The reason is that deriving them is hard. It requires extremely involved quantum mechanical calculations, and there is no simple analytic formula that you can apply to any arbitrary molecule. To get an idea of what is involved, try doing a google scholar search for "ab initio calculations of enthalpy" and read some abstracts that turn up, e.g. this one on vaporization enthalpy of silicon.

"Enthalpy" vs. "latent heat" may be another reason why you have difficulty finding information on this online. They mean essentially the same thing, but enthalpy is the more commonly used term in the jargon of materials science and thermodynamics.


Thank you for taking the time to properly answer my question with quoted sources that I can further explore, and additional information you've supplied me with in your post. I was always aware that quantum mechanical effects would have an influence on the calculation and that they would be involved, but I guessed it was worth a shot. The example you supplied me with has showed me that the calculations exist and are possible, and can thus be learned.

Now, will it be hard? Probably. But a truly determined explorer never backs down from a challenge!

Pertaining to the subject at hand, the usage of Enthalpy instead of Latent Heat completely slipped my mind, which sounds in character for me since I tend to overlook small details.

I have another question.

Earlier, you mentioned that SE calculates the speed of sound in a given atmosphere based on the square root of temperature over molar mass. That makes no sense, at least if you are treating temperature as temperature and not heat. The way you explained it, it seemed to me that c = sqrt(T/M), which doesn't add up since temperature and molar mass don't exactly produce any velocity.

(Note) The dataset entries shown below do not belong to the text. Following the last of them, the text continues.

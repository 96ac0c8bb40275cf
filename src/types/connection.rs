//! 连接记录相关类型

use chrono::{DateTime, Utc};
use serde::{Deserialize, Serialize};
use std::collections::BTreeMap;
use std::time::Duration;

use super::StatsSample;
use crate::error::AdminError;

/// 连接状态
#[derive(Debug, Clone, Copy, PartialEq, Eq, Hash, Serialize, Deserialize)]
#[serde(rename_all = "snake_case")]
pub enum ConnectionStatus {
    /// 正在建立连接
    Connecting,
    /// 已连接
    Connected,
    /// 连接或轮询失败
    Failed,
    /// 已断开（移除或关闭）
    Disconnected,
}

impl ConnectionStatus {
    pub fn as_str(&self) -> &'static str {
        match self {
            ConnectionStatus::Connecting => "connecting",
            ConnectionStatus::Connected => "connected",
            ConnectionStatus::Failed => "failed",
            ConnectionStatus::Disconnected => "disconnected",
        }
    }
}

/// 驱动相关的连接选项（超时、TLS开关等）
///
/// 保持与配置文件中 `connection_options` 一致的结构，由驱动自行解释
#[derive(Debug, Clone, Default, PartialEq, Serialize, Deserialize)]
#[serde(transparent)]
pub struct ConnectionOptions(pub BTreeMap<String, serde_json::Value>);

impl ConnectionOptions {
    pub fn new() -> Self {
        Self::default()
    }

    /// 设置选项
    pub fn with<K: Into<String>, V: Into<serde_json::Value>>(mut self, key: K, value: V) -> Self {
        self.0.insert(key.into(), value.into());
        self
    }

    pub fn get(&self, key: &str) -> Option<&serde_json::Value> {
        self.0.get(key)
    }

    pub fn is_empty(&self) -> bool {
        self.0.is_empty()
    }

    /// 读取毫秒数选项，接受数字或数字字符串
    pub fn get_duration_ms(&self, key: &str) -> Option<Duration> {
        match self.0.get(key)? {
            serde_json::Value::Number(n) => n.as_u64().map(Duration::from_millis),
            serde_json::Value::String(s) => s.parse::<u64>().ok().map(Duration::from_millis),
            _ => None,
        }
    }

    /// 读取布尔选项，接受 true/false 或 "true"/"false"
    pub fn get_bool(&self, key: &str) -> Option<bool> {
        match self.0.get(key)? {
            serde_json::Value::Bool(b) => Some(*b),
            serde_json::Value::String(s) => s.parse::<bool>().ok(),
            _ => None,
        }
    }

    pub fn get_str(&self, key: &str) -> Option<&str> {
        self.0.get(key).and_then(|v| v.as_str())
    }
}

/// 最近一次错误的详情
#[derive(Debug, Clone, PartialEq, Serialize, Deserialize)]
pub struct ErrorDetail {
    /// 稳定的错误代码
    pub code: String,
    /// 错误描述
    pub message: String,
    /// 发生时间
    pub occurred_at: DateTime<Utc>,
}

impl From<&AdminError> for ErrorDetail {
    fn from(e: &AdminError) -> Self {
        Self {
            code: e.code().to_string(),
            message: e.to_string(),
            occurred_at: Utc::now(),
        }
    }
}

/// 连接记录的只读快照
///
/// 不包含客户端句柄，句柄始终由连接池独占
#[derive(Debug, Clone, Serialize, Deserialize)]
pub struct ConnectionRecord {
    /// 连接名称
    pub name: String,
    /// 原始连接字符串
    pub connection_string: String,
    /// 连接选项
    pub options: ConnectionOptions,
    /// 当前状态
    pub status: ConnectionStatus,
    /// 最近一次错误
    pub last_error: Option<ErrorDetail>,
    /// 最近一次成功获取的统计样本
    pub last_stats: Option<StatsSample>,
    /// 加入连接池的时间
    pub added_at: DateTime<Utc>,
    /// 最近一次连接成功的时间
    pub connected_at: Option<DateTime<Utc>>,
    /// 是否持有客户端句柄
    pub has_client: bool,
}
//! 维护与浏览相关方法

use futures::future::join_all;
use rat_logger::{debug, info, warn};
use serde::Serialize;
use std::collections::HashMap;

use super::ConnectionPool;
use super::entry::ReconnectDecision;
use super::pool::connect_entry;
use crate::config::ConnectionsFile;
use crate::error::AdminResult;
use crate::types::ConnectionRecord;

/// 从配置文件加载连接的结果
#[derive(Debug, Clone, Default, Serialize)]
pub struct LoadReport {
    /// 成功加入连接池的连接名称
    pub loaded: Vec<String>,
    /// 被跳过的连接 (名称, 原因)
    pub skipped: Vec<(String, String)>,
}

impl ConnectionPool {
    /// 重新连接一个失败或已断开的连接
    ///
    /// 连接正在建立或已连接时不做任何事
    pub async fn reconnect(&self, name: &str) -> AdminResult<()> {
        let entry = self.entry(name)?;
        match entry.begin_reconnect() {
            ReconnectDecision::Proceed(old) => {
                if let Some(old) = old {
                    old.close().await;
                }
                info!("重新连接: {}", name);
                tokio::spawn(connect_entry(self.driver.clone(), self.config.clone(), entry));
                Ok(())
            }
            ReconnectDecision::AlreadyActive => {
                debug!("连接 {} 正在连接或已连接，忽略重连请求", name);
                Ok(())
            }
            ReconnectDecision::Released => Err(crate::admin_error!(not_found, name)),
        }
    }

    /// 列出连接上的所有数据库
    pub async fn list_databases(&self, name: &str) -> AdminResult<Vec<String>> {
        let client = self.entry(name)?.require_client()?;
        let timeout = self.config.operation_timeout();
        tokio::time::timeout(timeout, client.list_databases(timeout))
            .await
            .map_err(|_| crate::admin_error!(timeout, name, timeout))?
    }

    /// 列出连接上指定数据库的所有集合
    pub async fn list_collections(&self, name: &str, database: &str) -> AdminResult<Vec<String>> {
        let client = self.entry(name)?.require_client()?;
        let timeout = self.config.operation_timeout();
        tokio::time::timeout(timeout, client.list_collections(database, timeout))
            .await
            .map_err(|_| crate::admin_error!(timeout, name, timeout))?
    }

    /// 并行ping所有持有句柄的连接
    ///
    /// 没有句柄的连接视为不健康
    pub async fn health_check(&self) -> HashMap<String, bool> {
        let timeout = self.config.operation_timeout();
        let checks = self.entries_snapshot().into_iter().map(|entry| async move {
            let healthy = match entry.client() {
                Some(client) => matches!(
                    tokio::time::timeout(timeout, client.ping(timeout)).await,
                    Ok(Ok(true))
                ),
                None => false,
            };
            (entry.name.clone(), healthy)
        });
        join_all(checks).await.into_iter().collect()
    }

    /// 所有连接的状态信息（JSON），连接字符串中的密码已隐藏
    pub fn status_report(&self) -> serde_json::Value {
        use serde_json::json;

        let connections: Vec<serde_json::Value> = self
            .entries_snapshot()
            .iter()
            .map(|entry| {
                let record = entry.snapshot();
                json!({
                    "name": record.name,
                    "address": entry.uri.redacted(),
                    "status": record.status.as_str(),
                    "has_client": record.has_client,
                    "added_at": record.added_at,
                    "connected_at": record.connected_at,
                    "last_error": record.last_error,
                    "last_stats": record.last_stats,
                })
            })
            .collect();

        json!({
            "driver": self.driver.name(),
            "count": connections.len(),
            "config": {
                "connect_timeout_ms": self.config.connect_timeout_ms,
                "operation_timeout_ms": self.config.operation_timeout_ms,
                "connect_retries": self.config.connect_retries,
            },
            "connections": connections,
        })
    }

    /// 从连接配置文件加载连接
    ///
    /// 非法或重复的条目会被跳过并记录在返回结果中
    pub async fn load_connections(&self, file: &ConnectionsFile) -> LoadReport {
        let mut report = LoadReport::default();

        for (name, conn) in &file.connections {
            match self
                .add(name, &conn.connection_string, conn.connection_options.clone())
                .await
            {
                Ok(()) => report.loaded.push(name.clone()),
                Err(e) => {
                    warn!("跳过连接配置 {}: {}", name, e);
                    report.skipped.push((name.clone(), e.to_string()));
                }
            }
        }

        info!(
            "连接配置加载完成: 成功={}, 跳过={}",
            report.loaded.len(),
            report.skipped.len()
        );
        report
    }

    /// 关闭连接池，释放所有句柄
    pub async fn shutdown(&self) -> Vec<ConnectionRecord> {
        info!("开始关闭连接池");

        let mut closed = Vec::new();
        for name in self.names() {
            if let Some((_, entry)) = self.entries.remove(&name) {
                if let Some(handle) = entry.release().await {
                    handle.close().await;
                }
                closed.push(entry.snapshot());
            }
        }

        info!("连接池已关闭，共释放 {} 个连接", closed.len());
        closed
    }
}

Using the following formula:

c = PM/(RT)

c = 101,325 * 28.97 / (8.314459848 * 288.45) = 1,223.9411149 km/h = 339.984 m/s

I received high-accuracy speed for air at 15.3 Degrees Celsius, where my calculated value differed from the known value (343 m/s) by around 3 or 4 m/s, which can be accounted to small changes such as a higher accuracy determination of air temperature on average for Planet Earth.

Your usage of the formula indicated that:

c = sqrt(T/M) = sqrt(288.45 / 28.97)

Which leaves me thinking I misunderstood your calculation, since you seem to have a strong foothold in these matters. Your usage of the word "Temperature" leaves me thinking you might have wanted to use the term "Heat" which would then change the calculation to a one that requires specific heat, which is a constant gained from scientific experimentation, as is phase transition energy, which, again, seems unlikely.

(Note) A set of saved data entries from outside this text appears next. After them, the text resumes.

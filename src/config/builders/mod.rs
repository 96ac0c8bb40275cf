//! # 配置构建器模块
//!
//! 提供所有配置类型的构建器实现，支持链式调用和严格验证

pub mod monitor_builder;
pub mod pool_builder;

// 重新导出所有Builder类型
pub use monitor_builder::MonitorConfigBuilder;
pub use pool_builder::PoolConfigBuilder;
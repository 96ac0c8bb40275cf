//! 核心数据类型
//!
//! 连接记录、连接字符串、统计样本等在连接池、监控调度器和统计存储之间共享的类型

pub mod connection;
pub mod connection_string;
pub mod mongo_builder;
pub mod stats;

// 重新导出所有公共类型
pub use connection::{ConnectionOptions, ConnectionRecord, ConnectionStatus, ErrorDetail};
pub use connection_string::{ConnectionString, HostAddress, Scheme};
pub use mongo_builder::{DEFAULT_MONGODB_PORT, MongoUriBuilder};
pub use stats::{StatsMetrics, StatsSample, TimeRange, metric};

Could you further clarify your statement and explore the formula I supplied to you for errors? It would mean a lot.

Thank you for your time.

Edit: Oh God I've been using the density formula. Does the density formula get close to the real value because it approximates the compressibility of the atmosphere if it were an ideal gas?

Edit: Tried Mars, the numbers don't add up. Abandoning aforementioned formula.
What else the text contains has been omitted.